Ouch...it's what my legs are saying right now.  Why?  Because I finally started training again.  Nick and I both signed up for Pacific Crest this June.  We are training with Team In Training and I'll write another post later on our connection to the Team and the Cause.  

The last six months have been nice.  I got married.  I took several vacations.  I enjoyed every bit of the busy season that comes with the holidays.  I worked late without anxiety that I was supposed to be doing something else.  I didn't exercise as much as I should have, but I worked out when I wanted to.  I did not go to the pool.  And the only run I ever went on was through concourses and airport terminals trying to catch a connection.  

Both my brain and my body told me it was ready to be done with its self-proclaimed sabbatical.  Starting again isn't easy.  No matter what I once did or how far I could once go, it doesn't matter anymore.  Because I can't do that right now.  Yes, there is muscle memory.  And, yes, it will come back eventually.  But it's going to take awhile before I don't feel nervous or anxious before a run or a ride wondering how uncomfortable I will be and playing the mind game to not compare against what I could once do (otherwise I'll just feel awful).  
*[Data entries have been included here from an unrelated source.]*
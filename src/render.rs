use std::collections::HashMap;
use std::fmt::Write;

use crate::models::{CategoryBuckets, Plugin, PluginStat};

/// The full category page as text: one section per bucket, one card line per
/// plugin. The popular section is dropped when its bucket is empty; the
/// other sections always render their headers, empty or not.
pub fn render_page(category: &str, buckets: &CategoryBuckets, stats: &[PluginStat]) -> String {
    let stats_map: HashMap<&str, &PluginStat> =
        stats.iter().map(|s| (s.slug.as_str(), s)).collect();

    let mut out = String::new();
    let _ = writeln!(out, "# {}", category);

    render_section(&mut out, "New & noteworthy", &buckets.new_or_recent, &stats_map);
    if !buckets.most_popular.is_empty() {
        render_section(&mut out, "Most popular", &buckets.most_popular, &stats_map);
    }
    render_section(&mut out, "All apps", &buckets.all_apps, &stats_map);

    out
}

fn render_section(
    out: &mut String,
    title: &str,
    plugins: &[Plugin],
    stats_map: &HashMap<&str, &PluginStat>,
) {
    let _ = writeln!(out, "\n## {}", title);
    for p in plugins {
        let _ = write!(out, "{:>9}  {}  [{}]", p.active_installs, p.name, p.slug);
        if let Some(stat) = stats_map.get(p.slug.as_str()) {
            let _ = write!(out, "  rating {:.1}", stat.rating);
        }
        if let Some(summary) = &p.summary {
            let _ = write!(out, " - {}", summary);
        }
        let _ = writeln!(out);
    }
}
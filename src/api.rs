use std::collections::HashMap;
use std::fs;
use std::path::{Path, PathBuf};
use std::time::Duration;
use tokio::time::sleep;
use tracing::{debug, warn};

use crate::error::AppError;
use crate::models::{Plugin, PluginStat};

pub const DEFAULT_API_BASE: &str = "https://api.kioskapps.dev/v1";
pub const DEFAULT_STATS_URL: &str =
    "https://raw.githubusercontent.com/kiosk-apps/registry/main/stats.json";
const USER_AGENT: &str = "kiosk/0.1 (+contact: ops@kioskapps.dev)";

/// Settings shared by both fetches.
#[derive(Debug, Clone)]
pub struct FetchConfig {
    pub api_base: String,
    pub stats_url: String,
    pub stats_cache: PathBuf,
    pub stats_ttl: Duration,
    pub timeout: u64,
    pub retries: usize,
}

async fn get_text(url: &str, timeout: u64, retries: usize) -> Result<String, AppError> {
    let client = reqwest::Client::builder()
        .timeout(Duration::from_secs(timeout))
        .build()?;

    let mut last_err = None;

    for attempt in 0..retries.max(1) {
        match client.get(url)
            .header("User-Agent", USER_AGENT)
            .send()
            .await
        {
            Ok(response) => return Ok(response.text().await?),
            Err(e) => {
                debug!(url, attempt, error = %e, "request failed, backing off");
                last_err = Some(e);
                let backoff = 1.0 * (2.0_f64).powi(attempt as i32);
                sleep(Duration::from_secs_f64(backoff)).await;
            }
        }
    }

    Err(AppError::Reqwest(last_err.unwrap()))
}

async fn get_json(url: &str, timeout: u64, retries: usize) -> Result<serde_json::Value, AppError> {
    let text = get_text(url, timeout, retries).await?;
    Ok(serde_json::from_str(&text)?)
}

fn build_category_url(api_base: &str, category: &str) -> String {
    format!("{}/apps?category={}", api_base, category)
}

fn parse_plugins(data: &serde_json::Value, category: &str) -> Vec<Plugin> {
    let items = data.get("apps").and_then(|a| a.as_array()).cloned().unwrap_or_default();

    let mut plugins: Vec<Plugin> = Vec::new();
    let mut by_slug: HashMap<String, usize> = HashMap::new();

    for item in items {
        let slug = item.get("slug").and_then(|s| s.as_str()).unwrap_or("").to_string();
        if slug.is_empty() {
            continue;
        }

        let ai = item.get("active_installs")
            .and_then(|a| a.as_i64())
            .unwrap_or(0);

        let name = item.get("name")
            .and_then(|n| n.as_str())
            .unwrap_or("")
            .to_string();

        let summary = item.get("summary")
            .and_then(|s| s.as_str())
            .map(|s| s.to_string());

        let entry = Plugin {
            slug: slug.clone(),
            name,
            category: category.to_string(),
            summary,
            active_installs: ai,
        };

        // Keep the entry with highest active installs if duplicates appear
        // (rare but possible); the first position wins so fetch order survives.
        match by_slug.get(&slug) {
            Some(&idx) => {
                if ai > plugins[idx].active_installs {
                    plugins[idx] = entry;
                }
            }
            None => {
                by_slug.insert(slug, plugins.len());
                plugins.push(entry);
            }
        }
    }

    plugins
}

/// All plugins the API lists under `category`, in feed order. An unknown
/// category comes back as an empty list, not an error.
pub async fn fetch_category(cfg: &FetchConfig, category: &str) -> Result<Vec<Plugin>, AppError> {
    let url = build_category_url(&cfg.api_base, category);
    let data = get_json(&url, cfg.timeout, cfg.retries).await?;
    let plugins = parse_plugins(&data, category);
    debug!(category, count = plugins.len(), "fetched category listing");
    Ok(plugins)
}

fn read_cached_stats(path: &Path, ttl: Duration) -> Option<Vec<PluginStat>> {
    let age = fs::metadata(path).ok()?.modified().ok()?.elapsed().ok()?;
    if age >= ttl {
        return None;
    }
    let text = fs::read_to_string(path).ok()?;
    serde_json::from_str(&text).ok()
}

fn write_stats_cache(path: &Path, text: &str) -> std::io::Result<()> {
    if let Some(parent) = path.parent() {
        if !parent.as_os_str().is_empty() {
            fs::create_dir_all(parent)?;
        }
    }

    let ext = path.extension().unwrap_or_default().to_str().unwrap_or("");
    let tmp_path = path.with_extension(format!("{}.part", ext));

    fs::write(&tmp_path, text)?;
    fs::rename(&tmp_path, path)
}

/// The global stats feed. Served from the on-disk cache while it is younger
/// than the TTL; anything else (missing, stale, unparsable) triggers a
/// refetch and a cache rewrite.
pub async fn fetch_stats(cfg: &FetchConfig) -> Result<Vec<PluginStat>, AppError> {
    if let Some(stats) = read_cached_stats(&cfg.stats_cache, cfg.stats_ttl) {
        debug!(path = %cfg.stats_cache.display(), "stats cache hit");
        return Ok(stats);
    }

    let text = get_text(&cfg.stats_url, cfg.timeout, cfg.retries).await?;
    let stats: Vec<PluginStat> = serde_json::from_str(&text)?;

    if let Err(e) = write_stats_cache(&cfg.stats_cache, &text) {
        warn!(path = %cfg.stats_cache.display(), "could not write stats cache: {}", e);
    }

    debug!(count = stats.len(), "fetched stats feed");
    Ok(stats)
}

/// Both fetches for one category page, issued together and awaited jointly.
/// The first failure wins; there is no partial result.
pub async fn load_category(
    cfg: &FetchConfig,
    category: &str,
) -> Result<(Vec<Plugin>, Vec<PluginStat>), AppError> {
    tokio::try_join!(fetch_category(cfg, category), fetch_stats(cfg))
}
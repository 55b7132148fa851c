use csv::Writer;
use std::collections::HashMap;

use crate::error::AppError;
use crate::models::{Plugin, PluginStat};

/// Write the joined category listing (one row per plugin, in the order
/// given) to `csv_path`.
pub fn save_category_csv(
    plugins: &[Plugin],
    stats: &[PluginStat],
    csv_path: &str,
) -> Result<(), AppError> {
    let mut wtr = Writer::from_path(csv_path)?;
    wtr.write_record(["name", "slug", "installs", "rating"])?;

    let stats_map: HashMap<&str, &PluginStat> =
        stats.iter().map(|s| (s.slug.as_str(), s)).collect();

    for p in plugins {
        let installs = p.active_installs.to_string();
        let rating = stats_map
            .get(p.slug.as_str())
            .map(|s| format!("{:.1}", s.rating))
            .unwrap_or_default();

        wtr.write_record([p.name.as_str(), p.slug.as_str(), installs.as_str(), rating.as_str()])?;
    }

    wtr.flush()?;
    Ok(())
}
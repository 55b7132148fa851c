use rand::seq::SliceRandom;
use rand::Rng;

use crate::models::{CategoryBuckets, Plugin};

/// Display size of the new-or-recent bucket.
pub const NEW_BUCKET_SIZE: usize = 4;
/// Display size of the most-popular bucket.
pub const POPULAR_BUCKET_SIZE: usize = 6;

/// All three display buckets for one fetched category list.
pub fn derive_buckets<R: Rng>(plugins: &[Plugin], rng: &mut R) -> CategoryBuckets {
    CategoryBuckets {
        new_or_recent: new_or_recent(plugins, rng),
        most_popular: most_popular(plugins),
        all_apps: all_apps(plugins),
    }
}

/// Plugins featured as new or recent. Prefers zero-install plugins: when at
/// least four exist, four of them are sampled uniformly; otherwise the four
/// lowest by installs stand in. Display order is randomized either way.
pub fn new_or_recent<R: Rng>(plugins: &[Plugin], rng: &mut R) -> Vec<Plugin> {
    let zero_installs: Vec<Plugin> = plugins
        .iter()
        .filter(|p| p.active_installs == 0)
        .cloned()
        .collect();

    let mut bucket = if zero_installs.len() >= NEW_BUCKET_SIZE {
        zero_installs
    } else {
        let mut lowest = plugins.to_vec();
        // stable sort, ties keep fetch order
        lowest.sort_by(|a, b| a.active_installs.cmp(&b.active_installs));
        lowest.truncate(NEW_BUCKET_SIZE);
        lowest
    };

    bucket.shuffle(rng);
    bucket.truncate(NEW_BUCKET_SIZE);
    bucket
}

/// Top six by installs, present only when the category holds more than six
/// plugins; an empty vec means the section is omitted.
pub fn most_popular(plugins: &[Plugin]) -> Vec<Plugin> {
    if plugins.len() <= POPULAR_BUCKET_SIZE {
        return Vec::new();
    }
    let mut sorted = all_apps(plugins);
    sorted.truncate(POPULAR_BUCKET_SIZE);
    sorted
}

/// The whole category, most installed first; ties keep fetch order.
pub fn all_apps(plugins: &[Plugin]) -> Vec<Plugin> {
    let mut sorted = plugins.to_vec();
    sorted.sort_by(|a, b| b.active_installs.cmp(&a.active_installs));
    sorted
}

#[cfg(test)]
mod tests {
    use super::*;
    use rand::rngs::StdRng;
    use rand::SeedableRng;

    fn plugin(slug: &str, installs: i64) -> Plugin {
        Plugin {
            slug: slug.to_string(),
            name: slug.to_uppercase(),
            category: "seo".to_string(),
            summary: None,
            active_installs: installs,
        }
    }

    fn plugins(installs: &[i64]) -> Vec<Plugin> {
        installs
            .iter()
            .enumerate()
            .map(|(i, &n)| plugin(&format!("app-{}", i), n))
            .collect()
    }

    fn rng() -> StdRng {
        StdRng::seed_from_u64(42)
    }

    #[test]
    fn popular_is_empty_at_six_or_fewer() {
        assert!(most_popular(&plugins(&[9, 8, 7, 6, 5, 4])).is_empty());
        assert!(most_popular(&[]).is_empty());
    }

    #[test]
    fn popular_takes_top_six_above_six() {
        let input = plugins(&[10, 70, 30, 90, 50, 20, 60, 40]);
        let popular = most_popular(&input);
        let installs: Vec<i64> = popular.iter().map(|p| p.active_installs).collect();
        assert_eq!(installs, vec![90, 70, 60, 50, 40, 30]);
    }

    #[test]
    fn all_apps_is_a_sorted_permutation() {
        let input = plugins(&[3, 14, 0, 159, 2, 6]);
        let all = all_apps(&input);
        assert_eq!(all.len(), input.len());
        assert!(all.windows(2).all(|w| w[0].active_installs >= w[1].active_installs));

        let mut got: Vec<&str> = all.iter().map(|p| p.slug.as_str()).collect();
        let mut want: Vec<&str> = input.iter().map(|p| p.slug.as_str()).collect();
        got.sort_unstable();
        want.sort_unstable();
        assert_eq!(got, want);
    }

    #[test]
    fn all_apps_keeps_fetch_order_on_ties() {
        let input = plugins(&[5, 9, 5, 5]);
        let all = all_apps(&input);
        let slugs: Vec<&str> = all.iter().map(|p| p.slug.as_str()).collect();
        assert_eq!(slugs, vec!["app-1", "app-0", "app-2", "app-3"]);
    }

    #[test]
    fn new_bucket_samples_four_zero_install_plugins() {
        let input = plugins(&[0, 0, 0, 0, 0, 5]);
        let bucket = new_or_recent(&input, &mut rng());

        assert_eq!(bucket.len(), 4);
        assert!(bucket.iter().all(|p| p.active_installs == 0));

        let mut slugs: Vec<&str> = bucket.iter().map(|p| p.slug.as_str()).collect();
        slugs.sort_unstable();
        slugs.dedup();
        assert_eq!(slugs.len(), 4);
    }

    #[test]
    fn new_bucket_falls_back_to_lowest_installs() {
        let input = plugins(&[10, 3, 3, 7]);
        let bucket = new_or_recent(&input, &mut rng());

        let mut installs: Vec<i64> = bucket.iter().map(|p| p.active_installs).collect();
        installs.sort_unstable();
        assert_eq!(installs, vec![3, 3, 7, 10]);
    }

    #[test]
    fn new_bucket_fallback_drops_the_highest() {
        // only two zero-install plugins, so the four lowest stand in
        let input = plugins(&[0, 40, 0, 8, 2, 90]);
        let bucket = new_or_recent(&input, &mut rng());

        let mut installs: Vec<i64> = bucket.iter().map(|p| p.active_installs).collect();
        installs.sort_unstable();
        assert_eq!(installs, vec![0, 0, 2, 8]);
    }

    #[test]
    fn new_bucket_returns_everything_below_four() {
        let input = plugins(&[5, 9]);
        let bucket = new_or_recent(&input, &mut rng());
        assert_eq!(bucket.len(), 2);
    }

    #[test]
    fn empty_category_derives_empty_buckets() {
        let buckets = derive_buckets(&[], &mut rng());
        assert!(buckets.new_or_recent.is_empty());
        assert!(buckets.most_popular.is_empty());
        assert!(buckets.all_apps.is_empty());
    }
}
use serde::Deserialize;

#[derive(Debug, Clone)]
pub struct Plugin {
    pub slug: String,
    pub name: String,
    pub category: String,
    pub summary: Option<String>,
    pub active_installs: i64,
}

/// Per-plugin metrics record from the global stats feed, joined to a
/// `Plugin` by slug at render time.
#[derive(Debug, Clone, Deserialize)]
pub struct PluginStat {
    pub slug: String,
    #[serde(default)]
    pub installs: i64,
    #[serde(default)]
    pub rating: f64,
}

/// The three display buckets derived from one fetched category list.
#[derive(Debug, Clone)]
pub struct CategoryBuckets {
    pub new_or_recent: Vec<Plugin>,
    pub most_popular: Vec<Plugin>,
    pub all_apps: Vec<Plugin>,
}
impl Engine {
    /// Creates the platform, the primary window and the audio context.
    pub fn new(config: &EngineConfig) -> Result<Self, EngineError> {
        if let Some(logging) = &config.logging {
            init_logging(logging.clone());
        }

        let system: Box<dyn WindowSystem> = match config.backend {
            BackendKind::Native => Box::new(WinitSystem::new().map_err(|e| {
                ContextCreationError::native(config.window.request(), format!("{e:#}"))
            })?),
            BackendKind::Headless => Box::new(HeadlessSystem::new().0),
        };
        Self::with_system(system, config)
    }

    /// Like [`Engine::new`] over an already built window system. Logging is
    /// left alone.
    pub fn with_system(system: Box<dyn WindowSystem>, config: &EngineConfig) -> Result<Self, EngineError> {
        let mut windows = WindowManager::new(system);
        let primary = windows.create(&config.window)?;
        windows.make_current(primary)?;

        let audio = AudioContext::init(&config.audio).map_err(EngineError::AudioInit)?;

        log::info!(
            "engine started on {} (window {primary}, audio {})",
            windows.system_name(),
            audio.backend_name().unwrap_or("off")
        );

        Ok(Self {
            events: EventDispatcher::new(),
            audio,
            surface: RenderSurface::new(),
            handoff: HandoffQueue::new(),
            windows,
            primary,
            target_hz: config.target_hz,
            exit_requested: false,
            shut_down: false,
        })
    }

    /// Replaces the audio context, shutting the previous one down.
    pub fn with_audio(mut self, audio: AudioContext) -> Self {
        self.audio.shutdown();
        self.audio = audio;
        self
    }

    /// Builds an engine from `config` and runs `app` to completion.
    pub fn run_app<A: App>(config: EngineConfig, app: &mut A) -> Result<(), EngineError> {
        Self::new(&config)?.run(app)
    }

    pub fn primary(&self) -> WindowId {
        self.primary
    }

    pub fn windows(&self) -> &WindowManager {
        &self.windows
    }

    pub fn windows_mut(&mut self) -> &mut WindowManager {
        &mut self.windows
    }

    pub fn events(&self) -> &EventDispatcher {
        &self.events
    }

    pub fn events_mut(&mut self) -> &mut EventDispatcher {
        &mut self.events
    }

    pub fn audio(&self) -> &AudioContext {
        &self.audio
    }

    pub fn audio_mut(&mut self) -> &mut AudioContext {
        &mut self.audio
    }

    /// Input state of the primary window.
    pub fn input(&self) -> Option<&InputState> {
        self.events.input(self.primary)
    }

    pub fn target_hz(&self) -> f64 {
        self.target_hz
    }

    pub fn set_target_hz(&mut self, target_hz: f64) {
        self.target_hz = target_hz;
    }

    /// Creates a secondary window. It is destroyed once its close request
    /// has been dispatched.
    pub fn create_window(&mut self, config: &WindowConfig) -> Result<WindowId, EngineError> {
        let id = self.windows.create(config)?;
        self.windows.make_current(id)?;
        Ok(id)
    }

    /// Draws into the primary window's frame in progress.
    pub fn draw(&mut self, cmd: &DrawCommand) -> Result<(), RenderError> {
        self.surface.draw(&mut self.windows, cmd)
    }

    /// Ends the loop at the top of the next iteration.
    pub fn request_exit(&mut self) {
        self.exit_requested = true;
    }

    pub fn exit_requested(&self) -> bool {
        self.exit_requested
    }

    pub fn handoff(&self) -> HandoffSender {
        self.handoff.sender()
    }

    /// Runs `work` on a background thread and `then` with its result on the
    /// engine thread, at the start of a later iteration.
    pub fn spawn_blocking<T, W, F>(&self, work: W, then: F) -> std::io::Result<()>
    where
        T: Send + 'static,
        W: FnOnce() -> T + Send + 'static,
        F: FnOnce(&mut Engine, T) + Send + 'static,
    {
        let sender = self.handoff.sender();
        std::thread::Builder::new()
            .name("descent-blocking".to_string())
            .spawn(move || {
                let out = work();
                if !sender.post(move |engine| then(engine, out)) {
                    log::debug!("engine gone; dropping background result");
                }
            })
            .map(|_| ())
    }

    /// Runs `app` until it exits, the primary window closes, or an error
    /// escapes the loop. Shutdown runs in every case.
    pub fn run<A: App>(mut self, app: &mut A) -> Result<(), EngineError> {
        let result = self.drive(app);
        if let Err(e) = &result {
            log::error!("run loop failed: {e}");
        }

        app.shutdown(&mut self);
        self.shutdown();
        result
    }

    fn drive<A: App>(&mut self, app: &mut A) -> Result<(), EngineError> {
        app.initialize(self)?;

        while !self.should_exit() {
            self.step(app)?;
        }
        log::info!("run loop finished");
        Ok(())
    }

    fn should_exit(&self) -> bool {
        self.exit_requested || self.windows.poll_close_requested(self.primary)
    }

    /// One loop iteration.
    pub(crate) fn step<A: App>(&mut self, app: &mut A) -> Result<Duration, EngineError> {
        for job in self.handoff.take_ready() {
            job(self);
        }

        self.dispatch_events()?;

        let time: FrameTime = self.surface.begin_frame(&mut self.windows, self.primary)?;
        if app.update(self, time)? == AppControl::Exit {
            self.exit_requested = true;
        }
        self.audio.collect_finished();

        let waited = self
            .surface
            .end_frame(&mut self.windows, self.primary, self.target_hz)?;
        Ok(waited)
    }

    fn dispatch_events(&mut self) -> Result<(), EngineError> {
        for id in self.windows.live_windows() {
            self.events.poll_events(&mut self.windows, id)?;

            if id != self.primary && self.windows.state(id) == Some(WindowState::ClosePending) {
                self.windows.destroy(id);
                self.events.remove_window(id);
            }
        }
        Ok(())
    }

    /// Tears down audio (sources, then buffers, then the device), then every
    /// window with its GPU resources and context. Idempotent.
    pub fn shutdown(&mut self) {
        if self.shut_down {
            log::debug!("engine already shut down");
            return;
        }
        self.shut_down = true;

        self.audio.shutdown();
        self.windows.destroy_all();
        self.events.clear();
        log::info!("engine shut down");
    }
}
The one thing I know that has stayed the same is the skewed perspective of distance.  In December, Nick and I were at Pike Place in Seattle and needed to get to Capitol Hill.  We Google-mapped it and I exclaimed, "Oh, it's only 2 miles uphill, let's just walk it.  We'll get there in 44 minutes." So we did.  A few weeks ago I was driving in Minnesota and I was on a small hill.  With most of the area being pretty flat, there was this vast expanse of space and I could see the Minneapolis skyline in the distance.  It looked so very far away.  And then I realized it was only 13 miles away.  I suppose I could run/walk there if my heart desired.  It would hurt, no doubt.  But running/walking 13 miles is still in my vocabulary.

And so another journey begins.  It will be shorter.  But that doesn't mean it will be any easier.